## Problem to work on
Retype every line of the records exactly.

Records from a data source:
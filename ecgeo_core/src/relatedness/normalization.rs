//! Normalizations of a square co-occurrence count matrix.
//!
//! With `col[j] = Σ_i C[i,j]`, `row[i] = Σ_j C[i,j]` and `T = Σ_j col[j]`:
//!
//! | scheme      | entry `(i, j)`                                             |
//! |-------------|------------------------------------------------------------|
//! | Jaccard     | `C / (col[j] + row[i] − C)`                                |
//! | Cosine      | `C / sqrt(col[j] · row[i])`                                |
//! | Association | `T · C / (col[j] · row[i])`                                |
//! | Steijn      | `C / ((col/T)(row/(T−col)) + (row/T)(col/(T−row))) / (T/2)` |
//!
//! An entry whose row or column sum is zero is 0. The diagonal is always 0.

use ndarray::{Array1, Array2, ArrayView2, Zip};

use crate::error::GeoResult;
use crate::matrix::{col_sums, deterministic_sum_iter, ensure_square, row_sums};

struct Marginals {
    col: Array1<f64>,
    row: Array1<f64>,
    total: f64,
}

impl Marginals {
    fn of(counts: ArrayView2<'_, f64>) -> GeoResult<Self> {
        ensure_square(counts, "co_occur_mat")?;
        let col = col_sums(counts);
        let row = row_sums(counts);
        let total = deterministic_sum_iter(col.iter().copied());
        Ok(Self { col, row, total })
    }
}

fn normalize_with<F>(counts: ArrayView2<'_, f64>, cell: F) -> GeoResult<Array2<f64>>
where
    F: Fn(f64, f64, f64, f64) -> f64,
{
    let marginals = Marginals::of(counts)?;
    let mut out = Array2::zeros(counts.dim());
    Zip::indexed(&mut out).and(&counts).for_each(|(i, j), out, &c| {
        *out = if i == j {
            0.0
        } else {
            cell(c, marginals.col[j], marginals.row[i], marginals.total)
        };
    });
    Ok(out)
}

/// Jaccard similarity normalization.
pub fn jaccard_normalization(counts: ArrayView2<'_, f64>) -> GeoResult<Array2<f64>> {
    normalize_with(counts, |c, col, row, _| {
        if col == 0.0 || row == 0.0 {
            0.0
        } else {
            c / (col + row - c)
        }
    })
}

/// Cosine similarity normalization.
pub fn cosine_normalization(counts: ArrayView2<'_, f64>) -> GeoResult<Array2<f64>> {
    normalize_with(counts, |c, col, row, _| {
        if col == 0.0 || row == 0.0 {
            0.0
        } else {
            c / (col * row).sqrt()
        }
    })
}

/// Association strength normalization.
pub fn association_strength_normalization(counts: ArrayView2<'_, f64>) -> GeoResult<Array2<f64>> {
    normalize_with(counts, |c, col, row, total| {
        if col == 0.0 || row == 0.0 {
            0.0
        } else {
            total * c / (col * row)
        }
    })
}

/// Steijn's symmetrized probability normalization. NaN and infinite cells map to 0.
pub fn steijn_normalization(counts: ArrayView2<'_, f64>) -> GeoResult<Array2<f64>> {
    normalize_with(counts, |c, col, row, total| {
        let expected = ((col / total) * (row / (total - col)) + (row / total) * (col / (total - row)))
            * (total / 2.0);
        let value = c / expected;
        if value.is_finite() {
            value
        } else {
            0.0
        }
    })
}

#[cfg(test)]
mod tests {
    use super::*;
    use ndarray::arr2;

    fn counts() -> Array2<f64> {
        arr2(&[
            [0.0, 1.0, 2.0, 0.0],
            [1.0, 0.0, 2.0, 0.0],
            [2.0, 2.0, 0.0, 0.0],
            [0.0, 0.0, 0.0, 0.0],
        ])
    }

    #[test]
    fn jaccard_matches_hand_values() {
        let j = jaccard_normalization(counts().view()).unwrap();
        // col[1] = 3, row[0] = 3 -> 1 / (3 + 3 - 1)
        assert!((j[[0, 1]] - 0.2).abs() < 1e-15);
        // col[2] = 4, row[0] = 3 -> 2 / (4 + 3 - 2)
        assert!((j[[0, 2]] - 0.4).abs() < 1e-15);
        assert_eq!(j[[3, 0]], 0.0);
        assert_eq!(j[[0, 3]], 0.0);
    }

    #[test]
    fn cosine_matches_hand_values() {
        let c = cosine_normalization(counts().view()).unwrap();
        assert!((c[[0, 2]] - 2.0 / 12.0_f64.sqrt()).abs() < 1e-15);
        assert_eq!(c, c.t());
    }

    #[test]
    fn association_strength_uses_grand_total() {
        let a = association_strength_normalization(counts().view()).unwrap();
        // T = 10, col[1] = 3, row[0] = 3
        assert!((a[[0, 1]] - 10.0 / 9.0).abs() < 1e-12);
    }

    #[test]
    fn steijn_is_finite_and_zero_on_empty_items() {
        let s = steijn_normalization(counts().view()).unwrap();
        assert!(s.iter().all(|v| v.is_finite()));
        assert!(s.row(3).iter().all(|&v| v == 0.0));
        assert!(s.diag().iter().all(|&v| v == 0.0));
        // T = 10, col[1] = row[0] = 3:
        // expected = 2 * (0.3 * 3 / 7) * 5
        let expected = 2.0 * (0.3 * (3.0 / 7.0)) * 5.0;
        assert!((s[[0, 1]] - 1.0 / expected).abs() < 1e-12);
    }

    #[test]
    fn all_zero_counts_yield_zero_matrix() {
        let zeros = Array2::<f64>::zeros((3, 3));
        for result in [
            jaccard_normalization(zeros.view()).unwrap(),
            cosine_normalization(zeros.view()).unwrap(),
            association_strength_normalization(zeros.view()).unwrap(),
            steijn_normalization(zeros.view()).unwrap(),
        ] {
            assert!(result.iter().all(|&v| v == 0.0));
        }
    }

    #[test]
    fn non_square_is_rejected() {
        let rect = Array2::<f64>::zeros((2, 3));
        assert!(cosine_normalization(rect.view()).is_err());
    }
}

## Answer box
filename ecgeo_core/src/relatedness/normalization.rs
//! Normalizations of a square co-occurrence count matrix.
//!
//! With `col[j] = Σ_i C[i,j]`, `row[i] = Σ_j C[i,j]` and `T = Σ_j col[j]`:
//!
//! | scheme      | entry `(i, j)`                                             |
//! |-------------|------------------------------------------------------------|
//! | Jaccard     | `C / (col[j] + row[i] − C)`                                |
//! | Cosine      | `C / sqrt(col[j] · row[i])`                                |
//! | Association | `T · C / (col[j] · row[i])`                                |
//! | Steijn      | `C / ((col/T)(row/(T−col)) + (row/T)(col/(T−row))) / (T/2)` |
//!
//! An entry whose row or column sum is zero is 0. The diagonal is always 0.

use ndarray::{Array1, Array2, ArrayView2, Zip};

use crate::error::GeoResult;
use crate::matrix::{col_sums, deterministic_sum_iter, ensure_square, row_sums};

struct Marginals {
    col: Array1<f64>,
    row: Array1<f64>,
    total: f64,
}

impl Marginals {
    fn of(counts: ArrayView2<'_, f64>) -> GeoResult<Self> {
        ensure_square(counts, "co_occur_mat")?;
        let col = col_sums(counts);
        let row = row_sums(counts);
        let total = deterministic_sum_iter(col.iter().copied());
        Ok(Self { col, row, total })
    }
}

fn normalize_with<F>(counts: ArrayView2<'_, f64>, cell: F) -> GeoResult<Array2<f64>>
where
    F: Fn(f64, f64, f64, f64) -> f64,
{
    let marginals = Marginals::of(counts)?;
    let mut out = Array2::zeros(counts.dim());
    Zip::indexed(&mut out).and(&counts).for_each(|(i, j), out, &c| {
        *out = if i == j {
            0.0
        } else {
            cell(c, marginals.col[j], marginals.row[i], marginals.total)
        };
    });
    Ok(out)
}

/// Jaccard similarity normalization.
pub fn jaccard_normalization(counts: ArrayView2<'_, f64>) -> GeoResult<Array2<f64>> {
    normalize_with(counts, |c, col, row, _| {
        if col == 0.0 || row == 0.0 {
            0.0
        } else {
            c / (col + row - c)
        }
    })
}

/// Cosine similarity normalization.
pub fn cosine_normalization(counts: ArrayView2<'_, f64>) -> GeoResult<Array2<f64>> {
    normalize_with(counts, |c, col, row, _| {
        if col == 0.0 || row == 0.0 {
            0.0
        } else {
            c / (col * row).sqrt()
        }
    })
}

/// Association strength normalization.
pub fn association_strength_normalization(counts: ArrayView2<'_, f64>) -> GeoResult<Array2<f64>> {
    normalize_with(counts, |c, col, row, total| {
        if col == 0.0 || row == 0.0 {
            0.0
        } else {
            total * c / (col * row)
        }
    })
}

/// Steijn's symmetrized probability normalization. NaN and infinite cells map to 0.
pub fn steijn_normalization(counts: ArrayView2<'_, f64>) -> GeoResult<Array2<f64>> {
    normalize_with(counts, |c, col, row, total| {
        let expected = ((col / total) * (row / (total - col)) + (row / total) * (col / (total - row)))
            * (total / 2.0);
        let value = c / expected;
        if value.is_finite() {
            value
        } else {
            0.0
        }
    })
}

#[cfg(test)]
mod tests {
    use super::*;
    use ndarray::arr2;

    fn counts() -> Array2<f64> {
        arr2(&[
            [0.0, 1.0, 2.0, 0.0],
            [1.0, 0.0, 2.0, 0.0],
            [2.0, 2.0, 0.0, 0.0],
            [0.0, 0.0, 0.0, 0.0],
        ])
    }

    #[test]
    fn jaccard_matches_hand_values() {
        let j = jaccard_normalization(counts().view()).unwrap();
        // col[1] = 3, row[0] = 3 -> 1 / (3 + 3 - 1)
        assert!((j[[0, 1]] - 0.2).abs() < 1e-15);
        // col[2] = 4, row[0] = 3 -> 2 / (4 + 3 - 2)
        assert!((j[[0, 2]] - 0.4).abs() < 1e-15);
        assert_eq!(j[[3, 0]], 0.0);
        assert_eq!(j[[0, 3]], 0.0);
    }

    #[test]
    fn cosine_matches_hand_values() {
        let c = cosine_normalization(counts().view()).unwrap();
        assert!((c[[0, 2]] - 2.0 / 12.0_f64.sqrt()).abs() < 1e-15);
        assert_eq!(c, c.t());
    }

    #[test]
    fn association_strength_uses_grand_total() {
        let a = association_strength_normalization(counts().view()).unwrap();
        // T = 10, col[1] = 3, row[0] = 3
        assert!((a[[0, 1]] - 10.0 / 9.0).abs() < 1e-12);
    }

    #[test]
    fn steijn_is_finite_and_zero_on_empty_items() {
        let s = steijn_normalization(counts().view()).unwrap();
        assert!(s.iter().all(|v| v.is_finite()));
        assert!(s.row(3).iter().all(|&v| v == 0.0));
        assert!(s.diag().iter().all(|&v| v == 0.0));
        // T = 10, col[1] = row[0] = 3:
        // expected = 2 * (0.3 * 3 / 7) * 5
        let expected = 2.0 * (0.3 * (3.0 / 7.0)) * 5.0;
        assert!((s[[0, 1]] - 1.0 / expected).abs() < 1e-12);
    }

    #[test]
    fn all_zero_counts_yield_zero_matrix() {
        let zeros = Array2::<f64>::zeros((3, 3));
        for result in [
            jaccard_normalization(zeros.view()).unwrap(),
            cosine_normalization(zeros.view()).unwrap(),
            association_strength_normalization(zeros.view()).unwrap(),
            steijn_normalization(zeros.view()).unwrap(),
        ] {
            assert!(result.iter().all(|&v| v == 0.0));
        }
    }

    #[test]
    fn non_square_is_rejected() {
        let rect = Array2::<f64>::zeros((2, 3));
        assert!(cosine_normalization(rect.view()).is_err());
    }
}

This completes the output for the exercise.